そんな高インフレと円安ドル高による逆風にさらされた生活者の味方が米大手外食チェーン、マクドナルドだ。日曜日の昼下がりに首都ワシントン近郊のメリーランド州にある店舗に出かけると、店頭に懐かしいマックリブの写真のポスターが張り出されており「さよならツアー あなたが味わえる最後になるかもしれない」という“警告文”が添えられている。
この一文を読み、鉄道で言えば引退する車両や、廃線になる路線を乗り納めする「葬式鉄」に相当するかもしれない「大変な事態だ」と自覚した。米国で1981年に誕生したマックリブは一部で熱狂的な支持があるものの定番メニューではないため、再販希望が恒例行事になっている。
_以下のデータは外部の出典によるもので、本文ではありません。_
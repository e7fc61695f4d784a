//! Command line tool that merges spatially proximate mesh vertices.
//!
//! Reads a PLY mesh, runs the selected clustering variant at a fixed epsilon
//! and reports the reduction; optionally writes the reduced mesh back out.

use clap::Parser;
use pweld::prelude::*;
use pweld::KdTree;
use std::path::PathBuf;
use std::process::ExitCode;

#[derive(Parser)]
#[command(
    name = "merge-vertices",
    about = "Merge mesh vertices closer than epsilon into cluster centroids"
)]
struct Args {
    /// Merge radius (e.g. 0.001)
    epsilon: f64,

    /// Algorithm variant: 0 baseline, 1 forward, 2 forward-async
    #[arg(value_parser = clap::value_parser!(u8).range(0..=2))]
    variant: u8,

    /// Path to the input mesh (must be .ply)
    input: PathBuf,

    /// Number of worker threads for the parallel variants
    #[arg(default_value_t = 1)]
    threads: usize,

    /// Output path for the reduced mesh (must end in .ply)
    output: Option<PathBuf>,
}

fn main() -> ExitCode {
    env_logger::init();
    let args = Args::parse();
    match run(&args) {
        Ok(()) => ExitCode::SUCCESS,
        Err(e) => {
            eprintln!("error: {}", e);
            ExitCode::FAILURE
        }
    }
}

fn run(args: &Args) -> Result<()> {
    let variant = WeldVariant::from_index(args.variant)
        .ok_or_else(|| Error::OutOfRange(format!("unknown variant {}", args.variant)))?;

    println!("Configuration:");
    println!("\t-eps: {}", args.epsilon);
    println!("\t-variant: {:?}", variant);
    println!("\t-path to dataset: {}", args.input.display());
    println!("\t-number of threads: {}", args.threads);

    let mesh = read_mesh(&args.input)?;
    let index = KdTree::from_mesh(&mesh);

    println!("number of original vertices: {}", mesh.vertex_count());
    println!("number of original triangles: {}", mesh.triangle_count());

    let config = ThreadPoolConfig::new().with_threads(args.threads);
    let reduced = merge_vertices(&mesh, &index, args.epsilon, variant, &config)?;

    println!("number of vertices after clustering: {}", reduced.vertex_count());

    if let Some(output) = &args.output {
        println!("writing the reduced mesh to: {}", output.display());
        write_mesh(&reduced, output)?;
    }
    Ok(())
}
マクドナルドのアカウント運営担当者は2020年10月に短文投稿サイトのツイッターで「(投稿されるのは)『マックリブはいつ帰ってくるのか』ばかりで、『マクドナルドのアカウントを運営する人は元気かい』と尋ねてくれる人はいない」と嘆いたほどだ。
▽価格はハンバーガーの3倍
マックリブは骨なしの豚肉パティにバーベキューソースで味付けしているのが特色だ。マクドナルドのアプリを立ち上げると、この店での価格は5・39ドル(税別、約800円)と、普段注文することが多いハンバーガー(1・79ドル)の実に3倍だ。
しかも味の決め手のバーベキューソースを増量するには0・30ドル、小さくみじん切りしたタマネギを多めにすると0・10ドルそれぞれ追加料金がかかる。「追加料金を取るとはせこいなあ」と独り言をつぶやき、少額の追加料金を出し渋る当方もせこいのは否めない。追加料金がかからないピクルスの増量だけ設定して注文した。
▽日米の味の違いは…
店内でオーダーしていたマックリブを受け取り、箱を開けてみて驚いた。豚肉パティにバーベキューソースとタマネギを乗せているのは日本のマックリブと同じだが、日本では入っていたレタスとスイートレモンソースがない。その代わりに日本にはなかったピクルスは入っていた。上部にゴマが乗った細長いバンズは日本ではゴマの粒がそのままなのに対し、米国ではゴマを細かく砕いている。
味はバーベキューソースの味がよく効いており、どこか照り焼き味のハンバーガーと共通するような味付けだ。久しぶりに“再会”した豚肉パティに満足感を得られたものの、レタスが好きな者としては日本のようにレタスも入れてくれればより高評価だった。米国でもマックチキンなどにはレタスが入っているので可能だと思う。
しかし、米国の熱心なファンはレタスを入れると「オリジナルにはない余計な物を入れるな!」と噴飯ものに感じるのかもしれない。あちら立てればこちらが立たぬになりかねない食文化の奥深さを「B級グルメ」からも感じ取ることができた。